Pérou : Le peuple Sechurano (ou peuple autochtone de Sechura)
Publié le 22 Septembre 2022
Département de Piura
Sechura est un village de pêcheurs ancestraux dont les racines historiques remontent à environ 7000 ans avec la présence originelle de l’Homme d’Illescas dans le massif du même nom lors de sa première implantation. C’est là que naît l’activité de pêche dans cette partie de la côte péruvienne. Depuis, Sechura devient la base du développement social des Sechuranos et le garde-manger des villes entourant leur territoire.
En dehors du massif d’Illescas, les endroits les plus reculés où des preuves de présence humaine ont été trouvées sont Reventazón à Chorillos, Avic le long de la plage de l’estuaire de Virrilá au nord de San Pedro et Muñiquilá.
Dans le cadre du processus historique du peuple Sechurano on note la présence des hommes de Chusis, un important groupe social préhispanique qui reposait sur une vaste plate-forme d’origine marine appelés Tablazo Lobitos dans l’actuel village de Chusis.
Situé à 4 km de Sechura, son apogée a lieu au début de la période intermédiaire (100 av JC/600 ap JC). C’était probablement un centre politico-religieux régional le plus important et le plus grand centre d’échange de produits du Bajo Piura ainsi que peuvent en témoigner les restes de lamas et d’entrepôts dans le centre urbain.
Vers 400 après JC, une grande nation ethnique se constitue avec sa propre culture, idéologie et langue-dialecte, le SEC.
Les Chusis et les Illescas sont harcelés par la présence expansionniste des Moches (VIe siècle), des Chimús (XIIe siècle), des Incas (fin du XVe siècle) attirés par leur ambition de conquérir la culture sechurana et ses organisations.
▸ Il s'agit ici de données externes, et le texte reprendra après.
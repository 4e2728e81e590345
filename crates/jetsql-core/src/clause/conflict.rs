use super::assign::{Assignment, IntoAssignments};
use crate::dialect::Feature;
use crate::error::Result;
use crate::expr::{BoolExpr, ColumnRef, Expression};
use crate::render::{SqlBuilder, WriteSql};
use crate::table::Columns;

/// What happens to a conflicting row.
#[derive(Debug, Clone)]
pub enum ConflictAction {
    DoNothing,
    DoUpdate {
        set: Vec<Assignment>,
        filter: Option<Expression>,
    },
}

/// `ON CONFLICT [target] DO NOTHING | DO UPDATE SET ... [WHERE ...]`
///
/// Renders nothing until an action is chosen.
#[derive(Debug, Clone, Default)]
#[must_use]
pub struct OnConflict {
    columns: Vec<ColumnRef>,
    constraint: Option<String>,
    target_filter: Option<Expression>,
    action: Option<ConflictAction>,
}

impl OnConflict {
    pub fn new() -> Self {
        Self::default()
    }

    /// Conflict target columns.
    pub fn columns(columns: impl Columns) -> Self {
        Self {
            columns: columns.into_column_refs(),
            ..Self::default()
        }
    }

    /// `ON CONSTRAINT name`, PostgreSQL only.
    pub fn on_constraint(name: &str) -> Self {
        Self {
            constraint: Some(String::from(name)),
            ..Self::default()
        }
    }

    /// Predicate for partial unique indexes: `(cols) WHERE ...`.
    pub fn where_clause(mut self, predicate: impl Into<BoolExpr>) -> Self {
        self.target_filter = Some(predicate.into().into_expression());
        self
    }

    pub fn do_nothing(mut self) -> Self {
        self.action = Some(ConflictAction::DoNothing);
        self
    }

    /// `DO UPDATE SET ...`; repeated calls accumulate assignments.
    pub fn do_update(mut self, set: impl IntoAssignments) -> Self {
        let mut assignments = set.into_assignments();
        match &mut self.action {
            Some(ConflictAction::DoUpdate { set, .. }) => set.append(&mut assignments),
            _ => {
                self.action = Some(ConflictAction::DoUpdate {
                    set: assignments,
                    filter: None,
                });
            }
        }
        self
    }

    /// `WHERE` on the update action.
    pub fn do_update_where(mut self, predicate: impl Into<BoolExpr>) -> Self {
        let predicate = predicate.into().into_expression();
        match &mut self.action {
            Some(ConflictAction::DoUpdate { filter, .. }) => *filter = Some(predicate),
            _ => {
                self.action = Some(ConflictAction::DoUpdate {
                    set: Vec::new(),
                    filter: Some(predicate),
                });
            }
        }
        self
    }

    #[must_use]
    pub const fn is_empty(&self) -> bool {
        self.action.is_none()
    }
}

impl WriteSql for OnConflict {
    fn write_sql(&self, b: &mut SqlBuilder<'_>) -> Result<()> {
        let Some(action) = &self.action else {
            return Ok(());
        };
        b.dialect().require(Feature::OnConflict)?;
        b.new_line();
        b.write_str("ON CONFLICT");
        if !self.columns.is_empty() {
            b.write_str(" (");
            b.with_short_names(|b| b.write_list(&self.columns, ", ", |b, c| c.write_sql(b)))?;
            b.write_char(')');
        }
        if let Some(constraint) = &self.constraint {
            b.dialect().require(Feature::OnConflictConstraint)?;
            b.write_str(" ON CONSTRAINT ");
            b.write_identifier(constraint);
        }
        if let Some(filter) = &self.target_filter {
            b.write_str(" WHERE ");
            filter.write_sql(b)?;
        }
        match action {
            ConflictAction::DoNothing => {
                b.write_str(" DO NOTHING");
                Ok(())
            }
            ConflictAction::DoUpdate { set, filter } => {
                if set.is_empty() {
                    return Err(crate::error::BuildError::nil_operand(
                        "ON CONFLICT DO UPDATE without assignments",
                    ));
                }
                b.write_str(" DO UPDATE");
                b.increase_indent(crate::render::INDENT);
                b.new_line();
                b.write_str("SET ");
                let result = b
                    .write_list(set, ", ", |b, a| a.write_sql(b))
                    .and_then(|()| match filter {
                        Some(filter) => {
                            b.new_line();
                            b.write_str("WHERE ");
                            filter.write_sql(b)
                        }
                        None => Ok(()),
                    });
                b.decrease_indent(crate::render::INDENT);
                result
            }
        }
    }
}

/// MySQL `ON DUPLICATE KEY UPDATE ...`. Renders nothing when empty.
#[derive(Debug, Clone, Default)]
#[must_use]
pub struct OnDuplicateKeyUpdate {
    set: Vec<Assignment>,
}

impl OnDuplicateKeyUpdate {
    pub fn new(set: impl IntoAssignments) -> Self {
        Self {
            set: set.into_assignments(),
        }
    }

    pub fn push(mut self, set: impl IntoAssignments) -> Self {
        self.set.extend(set.into_assignments());
        self
    }

    #[must_use]
    pub fn is_empty(&self) -> bool {
        self.set.is_empty()
    }
}

impl WriteSql for OnDuplicateKeyUpdate {
    fn write_sql(&self, b: &mut SqlBuilder<'_>) -> Result<()> {
        if self.set.is_empty() {
            return Ok(());
        }
        b.dialect().require(Feature::OnDuplicateKeyUpdate)?;
        b.new_line();
        b.write_str("ON DUPLICATE KEY UPDATE ");
        b.write_list(&self.set, ", ", |b, a| a.write_sql(b))
    }
}

#[cfg(test)]
mod tests {
    use super::*;
    use crate::dialect::{Dialect, MySqlDialect, PostgresDialect, SqliteDialect};
    use crate::expr::{ExprKind, Expression};
    use crate::FaultKind;

    fn id() -> ColumnRef {
        ColumnRef::new("users", "id", ExprKind::Integer)
    }

    fn name() -> ColumnRef {
        ColumnRef::new("users", "name", ExprKind::String)
    }

    fn render(w: &impl WriteSql, dialect: &dyn Dialect) -> Result<String> {
        let mut b = SqlBuilder::new(dialect);
        w.write_sql(&mut b)?;
        Ok(b.finish().0)
    }

    fn set_name_excluded() -> Assignment {
        Assignment::new(vec![name()], vec![Expression::Excluded(name())])
    }

    #[test]
    fn test_no_action_renders_nothing() {
        let c = OnConflict::columns(vec![id()]);
        assert_eq!(render(&c, &PostgresDialect::new()).unwrap(), "");
    }

    #[test]
    fn test_do_nothing() {
        let c = OnConflict::columns(vec![id()]).do_nothing();
        assert_eq!(
            render(&c, &SqliteDialect::new()).unwrap(),
            "\nON CONFLICT (id) DO NOTHING"
        );
    }

    #[test]
    fn test_do_update() {
        let c = OnConflict::columns(vec![id()]).do_update(set_name_excluded());
        assert_eq!(
            render(&c, &PostgresDialect::new()).unwrap(),
            "\nON CONFLICT (id) DO UPDATE\n    SET name = excluded.name"
        );
    }

    #[test]
    fn test_constraint_is_postgres_only() {
        let c = OnConflict::on_constraint("users_pkey").do_nothing();
        assert!(render(&c, &PostgresDialect::new()).is_ok());
        let err = render(&c, &SqliteDialect::new()).unwrap_err();
        assert_eq!(err.kind(), FaultKind::Unsupported);
    }

    #[test]
    fn test_on_duplicate_key_update() {
        let d = OnDuplicateKeyUpdate::new(set_name_excluded());
        assert_eq!(
            render(&d, &MySqlDialect::new()).unwrap(),
            "\nON DUPLICATE KEY UPDATE name = VALUES(name)"
        );
        assert!(render(&d, &PostgresDialect::new()).is_err());
    }
}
En 1528, lors du 2e voyage de conquête, Francisco Pizarro arrive à l’embouchure du rio Santa (nord de Chimbote) et constate que toute la région fait partie d’un empire opulent. Il s’arrête sur le retour à Sechura et profite du bon accueil reçu pour prendre possession des lieux au nom de la couronne de Castille.
Langue
La langue s’appellait Sek, elle semble éteinte. Elle faisait partie de la famille des langues sechura catacao, une famille de langues éteintes du Pérou (ISO 639) qui comprenait :
- Le sechura (sek)
- Le groupe Tallán dont
- Catacao
- Colán
Visite des érudits espagnols Jorge Juan et Antonio Ulloa en 1740 qui décrivent les us et coutumes de la région et se servent de la culture de Sechura comme parangon pour décrire les habits du Royaume de Quito et du Pérou (ci-dessous, des exemples traduits par moi-même)
"Sechura contient environ deux cents maisons de canne, et une église d'adobes très capable et décente : son voisinage est tout de familles indiennes qui atteignent le nombre de quatre cents, qui travaillent comme muletiers ou pêcheurs.
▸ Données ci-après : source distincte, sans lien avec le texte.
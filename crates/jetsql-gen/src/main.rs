//! jetsql-gen - typed table module generator

use std::path::PathBuf;

use anyhow::Context;
use clap::Parser;
use jetsql_gen::{load_schema_json, write_modules};
use sqlx::sqlite::SqlitePoolOptions;
use tracing::{info, Level};
use tracing_subscriber::FmtSubscriber;

#[derive(Parser)]
#[command(name = "jetsql-gen")]
#[command(
    author,
    version,
    about = "Generate typed table modules from a database schema",
    long_about = None
)]
struct Cli {
    /// Database URL to introspect
    #[arg(
        short,
        long,
        env = "DATABASE_URL",
        conflicts_with = "schema_json",
        required_unless_present = "schema_json"
    )]
    database_url: Option<String>,

    /// Schema metadata as JSON, instead of a live database
    #[arg(short, long)]
    schema_json: Option<PathBuf>,

    /// Output directory for the generated modules
    #[arg(short, long, default_value = "src/schema")]
    out: PathBuf,

    /// Overwrite existing files
    #[arg(short, long)]
    force: bool,

    /// Enable verbose output
    #[arg(short, long)]
    verbose: bool,
}

#[tokio::main]
async fn main() -> anyhow::Result<()> {
    let cli = Cli::parse();

    let level = if cli.verbose {
        Level::DEBUG
    } else {
        Level::INFO
    };
    let subscriber = FmtSubscriber::builder()
        .with_max_level(level)
        .with_target(false)
        .without_time()
        .finish();
    tracing::subscriber::set_global_default(subscriber)?;

    let schema = if let Some(path) = &cli.schema_json {
        info!("Reading schema from {}", path.display());
        load_schema_json(path).with_context(|| format!("loading {}", path.display()))?
    } else {
        let url = cli
            .database_url
            .as_deref()
            .context("either --database-url or --schema-json is required")?;
        info!("Introspecting {url}");
        let pool = SqlitePoolOptions::new()
            .max_connections(1)
            .connect(url)
            .await
            .with_context(|| format!("connecting to {url}"))?;
        let schema = jetsql_sqlite::introspect(&pool).await?;
        pool.close().await;
        schema
    };

    if schema.tables.is_empty() {
        info!("No tables found");
        return Ok(());
    }

    for path in write_modules(&cli.out, &schema, cli.force)? {
        info!("  {}", path.display());
    }
    Ok(())
}
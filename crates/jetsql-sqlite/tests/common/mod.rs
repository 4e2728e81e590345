#![allow(dead_code)]

use sqlx::sqlite::{SqlitePool, SqlitePoolOptions};

pub async fn create_test_pool(ddl: &[&str]) -> SqlitePool {
    let pool = SqlitePoolOptions::new()
        .max_connections(1)
        .connect(":memory:")
        .await
        .expect("Failed to create in-memory SQLite pool");
    for statement in ddl {
        sqlx::query(statement)
            .execute(&pool)
            .await
            .unwrap_or_else(|e| panic!("Failed to run: {statement}\nError: {e:?}"));
    }
    pool
}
Les maisons de tous ces villages sont aussi simples que celles des Indiens. Les maisons de tous ces villages sont si simples et si peu artificielles que leurs murs ne sont constitués que de roseaux réguliers ou de roseaux fragiles cloués au sol ; et les toits sont plats ; car comme il ne pleut pas, on leur épargne la pluie des deux eaux.
……et le soleil, tout comme le vent, les pénètre facilement. Les Indiens qui y vivent utilisent une langue différente de celle commune aux autres peuples, tant à Quito que dans le reste du Pérou.
Ils ne diffèrent pas seulement dans l'aspect formel de la langue, mais aussi dans l'accent, car en plus des voix qui se brisent sur un ton comme une chanson triste, ils mangent la moitié des derniers mots, comme s'il leur manquait le souffle pour la conclure".
Description des Sechuranos
...Le costume de ces Indiennes se réduit à un Anaco, comme celui de Quito, sauf qu'il est si long, qu'il traîne assez sur la terre ; il est beaucoup plus large, et elles ne l'attachent pas à la taille ; mais sans manches ; pour marcher elles le suspendent un peu et le ramassent sous les bras.
Elles se couvrent la tête de tissus blancs en coton, brodés ou non.
Les Indiens s'habillent à la mode espagnole, et de même qu'ils portent tous des chaussures, les femmes, en revanche, n'en portent pas.
Ils sont par nature hautains, très rationnels, et leurs coutumes sont quelque peu différentes de celles de Quito......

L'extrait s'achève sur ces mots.